Afinal, quanta quentura será que poderemos aguentar, antes que o solo ressecado e os leitos secos dos rios finalmente acordem nossos líderes políticos para a triste realidade que se apresenta? Para que entendam que flexibilizar leis ambientais ou destruir os habitats dos povos tradicionais nada mais é que atentar contra sua própria existência?
Aqui no Acre somos banhados pela maior bacia hidrográfica do mundo, no entanto, até aqui, a sequidão vem assolando cada vez mais. E, para surpresa geral, não vemos políticas ou ações efetivas de proteção às nascentes ou aos mananciais dos nossos rios e igarapés.
Num Estado rico em cultura florestal, representado pelos povos indígenas, extrativistas e ribeirinhos não vemos uma política educacional, de cunho florestal e ambiental, voltada às nossas crianças, preparando-as desde tenra idade para viver em harmonia com a natureza e seus povos, transformando seu próprio espaço escolar e familiar para equilibrá-lo com o meio em que vivem.

É preciso mudar. É preciso transformar. É preciso acordar.

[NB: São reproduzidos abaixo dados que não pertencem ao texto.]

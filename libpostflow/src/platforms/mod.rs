//! Platform adapters
//!
//! Every destination platform implements [`PlatformAdapter`], a uniform
//! contract for OAuth, user lookup, media upload and post management. The
//! wildly different provider protocols (chunked uploads, container
//! publishing, long-lived token exchange) stay behind it.
//!
//! # Examples
//!
//! ```no_run
//! use libpostflow::platforms::PlatformAdapter;
//! use libpostflow::types::PostOptions;
//!
//! # async fn example(adapter: &dyn PlatformAdapter, token: &str) -> libpostflow::Result<()> {
//! adapter.validate_content("Hello!", &[])?;
//! let result = adapter
//!     .create_post("Hello!", &[], token, &PostOptions::default())
//!     .await?;
//! println!("Posted {} to {}", result.id, adapter.platform());
//! # Ok(())
//! # }
//! ```

use async_trait::async_trait;
use std::time::Duration;
use tracing::debug;

use crate::error::{PlatformError, Result};
use crate::types::{
    AccessTokenData, AuthorizationRequest, MediaMetadata, MediaType, MediaUploadResult, Platform,
    PlatformUser, PostOptions, PostResult, RemotePostStatus, ThreadPost,
};

pub mod bluesky;
pub mod factory;
pub mod http;
pub mod instagram;
pub mod linkedin;
pub mod oauth;
pub mod poll;
pub mod threads;
pub mod tiktok;
pub mod twitter;
pub mod youtube;

// Available outside tests so integration tests can drive the pipeline
pub mod mock;

pub use factory::PlatformFactory;
pub use poll::PollPolicy;

/// Delay between consecutive posts of a thread
pub const THREAD_DELAY: Duration = Duration::from_secs(1);

#[async_trait]
pub trait PlatformAdapter: Send + Sync {
    fn platform(&self) -> Platform;

    /// Maximum post length in characters, `None` when unlimited
    fn character_limit(&self) -> Option<usize>;

    /// Maximum media items per post
    fn max_media(&self) -> usize;

    /// Build the provider's authorization URL
    ///
    /// Side-effect free: the returned `state` and PKCE verifier must be
    /// stored by the caller until the callback arrives.
    fn get_auth_url(&self) -> Result<AuthorizationRequest>;

    /// Exchange an authorization code for tokens
    ///
    /// Fails with AUTH_ERROR when the provider rejects the code.
    async fn authorize(&self, code: &str, verifier: Option<&str>) -> Result<AccessTokenData>;

    /// Exchange a refresh token for a new access token
    async fn refresh_token(&self, refresh_token: &str) -> Result<AccessTokenData>;

    async fn get_user(&self, access_token: &str) -> Result<PlatformUser>;

    async fn upload_media(
        &self,
        data: &[u8],
        mime_type: &str,
        access_token: &str,
        metadata: Option<&MediaMetadata>,
    ) -> Result<MediaUploadResult>;

    /// Publish a post. Content is validated before any network call.
    async fn create_post(
        &self,
        content: &str,
        media_ids: &[String],
        access_token: &str,
        options: &PostOptions,
    ) -> Result<PostResult>;

    async fn delete_post(&self, post_id: &str, access_token: &str) -> Result<()>;

    /// Publication state of a submitted post, as seen by the provider
    async fn get_post_status(&self, post_id: &str, access_token: &str)
        -> Result<RemotePostStatus>;

    fn validate_content(&self, content: &str, media_ids: &[String]) -> Result<()> {
        validate_post(
            self.platform(),
            self.character_limit(),
            self.max_media(),
            content,
            media_ids,
        )
    }

    fn thread_delay(&self) -> Duration {
        THREAD_DELAY
    }

    /// Publish a reply chain in order, each post replying to the previous one
    async fn create_thread(
        &self,
        posts: &[ThreadPost],
        access_token: &str,
    ) -> Result<Vec<PostResult>> {
        let platform = self.platform();
        if !platform.supports_threads() {
            return Err(PlatformError::platform(format!("{} does not support threads", platform))
                .with_context("platform", platform.as_str())
                .with_context("reason", "unsupported")
                .into());
        }
        if posts.is_empty() {
            return Err(PlatformError::validation("A thread needs at least one post")
                .with_context("platform", platform.as_str())
                .into());
        }

        for post in posts {
            self.validate_content(&post.content, &post.media_ids)?;
        }

        let mut results: Vec<PostResult> = Vec::with_capacity(posts.len());
        for (index, post) in posts.iter().enumerate() {
            if index > 0 {
                tokio::time::sleep(self.thread_delay()).await;
            }

            let options = PostOptions {
                reply_to: results.last().map(|r| r.id.clone()),
                ..Default::default()
            };
            let result = self
                .create_post(&post.content, &post.media_ids, access_token, &options)
                .await?;
            debug!(platform = %platform, index, post_id = %result.id, "Thread post published");
            results.push(result);
        }

        Ok(results)
    }
}

/// Character limit and media cap of each provider
pub fn limits(platform: Platform) -> (Option<usize>, usize) {
    match platform {
        Platform::Twitter => (Some(280), 4),
        Platform::LinkedIn => (Some(3000), 9),
        Platform::Instagram => (Some(2200), 10),
        Platform::TikTok => (Some(2200), 1),
        Platform::YouTube => (Some(5000), 1),
        Platform::Bluesky => (Some(300), 4),
        Platform::Threads => (Some(500), 10),
    }
}

/// Checks shared by every adapter: non-empty content, length, media count and
/// required media
pub fn validate_post(
    platform: Platform,
    character_limit: Option<usize>,
    max_media: usize,
    content: &str,
    media_ids: &[String],
) -> Result<()> {
    let fail = |message: String| -> crate::error::PostflowError {
        PlatformError::validation(message)
            .with_context("platform", platform.as_str())
            .into()
    };

    if content.trim().is_empty() && media_ids.is_empty() {
        return Err(fail("Content cannot be empty".to_string()));
    }

    if let Some(limit) = character_limit {
        let length = content.chars().count();
        if length > limit {
            return Err(fail(format!(
                "Content exceeds {}'s {} character limit (current: {} characters)",
                platform, limit, length
            )));
        }
    }

    if platform.requires_media() && media_ids.is_empty() {
        return Err(fail(format!("{} posts require at least one media item", platform)));
    }

    if media_ids.len() > max_media {
        return Err(fail(format!(
            "{} allows at most {} media items per post (got {})",
            platform,
            max_media,
            media_ids.len()
        )));
    }

    Ok(())
}

/// Media references that are URLs rather than provider ids
pub(crate) fn is_url(reference: &str) -> bool {
    reference.starts_with("https://") || reference.starts_with("http://")
}

/// Guess the media kind of a URL from its extension
pub(crate) fn media_type_from_url(url: &str) -> MediaType {
    let path = url.split(['?', '#']).next().unwrap_or(url).to_lowercase();
    const VIDEO_EXTENSIONS: [&str; 5] = [".mp4", ".mov", ".m4v", ".webm", ".avi"];
    if VIDEO_EXTENSIONS.iter().any(|ext| path.ends_with(ext)) {
        MediaType::Video
    } else {
        MediaType::Image
    }
}

pub(crate) fn require_media_type(
    platform: Platform,
    mime_type: &str,
) -> Result<MediaType> {
    MediaType::from_mime(mime_type).ok_or_else(|| {
        PlatformError::validation(format!("Unsupported media type '{}'", mime_type))
            .with_context("platform", platform.as_str())
            .into()
    })
}

pub(crate) fn unsupported(platform: Platform, operation: &str) -> crate::error::PostflowError {
    PlatformError::platform(format!("{} does not support {}", platform, operation))
        .with_context("platform", platform.as_str())
        .with_context("operation", operation)
        .with_context("reason", "unsupported")
        .into()
}

#[cfg(test)]
mod tests {
    use super::mock::MockAdapter;
    use super::*;
    use crate::error::{ErrorCode, PostflowError};
    use std::time::Instant;

    fn code_of(result: Result<()>) -> ErrorCode {
        match result {
            Err(PostflowError::Platform(e)) => e.code,
            other => panic!("expected platform error, got {:?}", other),
        }
    }

    #[test]
    fn test_validate_empty_content() {
        let result = validate_post(Platform::Twitter, Some(280), 4, "   ", &[]);
        assert_eq!(code_of(result), ErrorCode::ValidationError);
    }

    #[test]
    fn test_validate_counts_characters_not_bytes() {
        let content = "é".repeat(280);
        assert!(validate_post(Platform::Twitter, Some(280), 4, &content, &[]).is_ok());

        let content = "é".repeat(281);
        assert_eq!(
            code_of(validate_post(Platform::Twitter, Some(280), 4, &content, &[])),
            ErrorCode::ValidationError
        );
    }

    #[test]
    fn test_validate_required_media() {
        for platform in [Platform::Instagram, Platform::TikTok, Platform::YouTube] {
            let result = validate_post(platform, None, 10, "caption", &[]);
            assert_eq!(code_of(result), ErrorCode::ValidationError);
        }
        assert!(validate_post(Platform::LinkedIn, None, 9, "text only", &[]).is_ok());
    }

    #[test]
    fn test_validate_media_count() {
        let media: Vec<String> = (0..5).map(|i| format!("m{}", i)).collect();
        let result = validate_post(Platform::Twitter, Some(280), 4, "hi", &media);
        assert_eq!(code_of(result), ErrorCode::ValidationError);
    }

    #[test]
    fn test_media_type_from_url() {
        assert_eq!(media_type_from_url("https://cdn.x/clip.MP4?sig=1"), MediaType::Video);
        assert_eq!(media_type_from_url("https://cdn.x/photo.jpg"), MediaType::Image);
    }

    #[tokio::test(start_paused = true)]
    async fn test_thread_posts_in_order_with_delay() {
        let adapter = MockAdapter::success(Platform::Bluesky);
        let posts = vec![
            ThreadPost {
                content: "one".to_string(),
                media_ids: vec![],
            },
            ThreadPost {
                content: "two".to_string(),
                media_ids: vec![],
            },
            ThreadPost {
                content: "three".to_string(),
                media_ids: vec![],
            },
        ];

        let started = tokio::time::Instant::now();
        let results = adapter.create_thread(&posts, "token").await.unwrap();
        assert!(started.elapsed() >= Duration::from_secs(2));

        let calls = adapter.create_calls();
        assert_eq!(calls.len(), 3);
        assert_eq!(calls[0].content, "one");
        assert_eq!(calls[0].reply_to, None);
        assert_eq!(calls[1].reply_to.as_deref(), Some(results[0].id.as_str()));
        assert_eq!(calls[2].reply_to.as_deref(), Some(results[1].id.as_str()));
    }

    #[tokio::test]
    async fn test_thread_rejected_on_platform_without_reply_chains() {
        let adapter = MockAdapter::success(Platform::LinkedIn);
        let posts = vec![ThreadPost {
            content: "one".to_string(),
            media_ids: vec![],
        }];

        let err = adapter.create_thread(&posts, "token").await.unwrap_err();
        assert_eq!(err.code(), Some(ErrorCode::PlatformError));
        assert!(adapter.create_calls().is_empty());
    }

    #[tokio::test]
    async fn test_thread_validates_every_post_first() {
        let adapter = MockAdapter::success(Platform::Twitter);
        let posts = vec![
            ThreadPost {
                content: "fine".to_string(),
                media_ids: vec![],
            },
            ThreadPost {
                content: "x".repeat(281),
                media_ids: vec![],
            },
        ];

        let started = Instant::now();
        let err = adapter.create_thread(&posts, "token").await.unwrap_err();
        assert_eq!(err.code(), Some(ErrorCode::ValidationError));
        assert!(adapter.create_calls().is_empty());
        assert!(started.elapsed() < Duration::from_secs(1));
    }
}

Finalizei minha releitura do estudo, editando as palavras do meu querido amigo Benki Ashaninka em depoimento para a Érika: “(...) você viu a chuva que está caindo ontem e hoje. Não é normal. É muita chuva, agora já era época de fazer verão e ainda é inverno, o nosso calendário está mudado, os animais estão sentindo essa mudança, as árvores não estão florando quando tem que florar e os bichos perderam o sentido do tempo. Hoje não dá pra olhar o calendário como antes, está tudo mudado. Eu tenho a impressão que os animais também sentem essas mudanças, como os Ashaninka. Percebem igual a nós. A gente fica espantado, eles também, mas que percebem que o clima está mudado. Eles também sentem porque agora era tempo de tracajá botar ovo nas praias e ainda não o fez. E os feijões de praia que muitos estão perdendo por causa da chuva. Antes, essa época era de piracema de peixe, e hoje você vê como está, tá alto, tá quase cheio. Os tempos andam mudados para todo mundo (...)”.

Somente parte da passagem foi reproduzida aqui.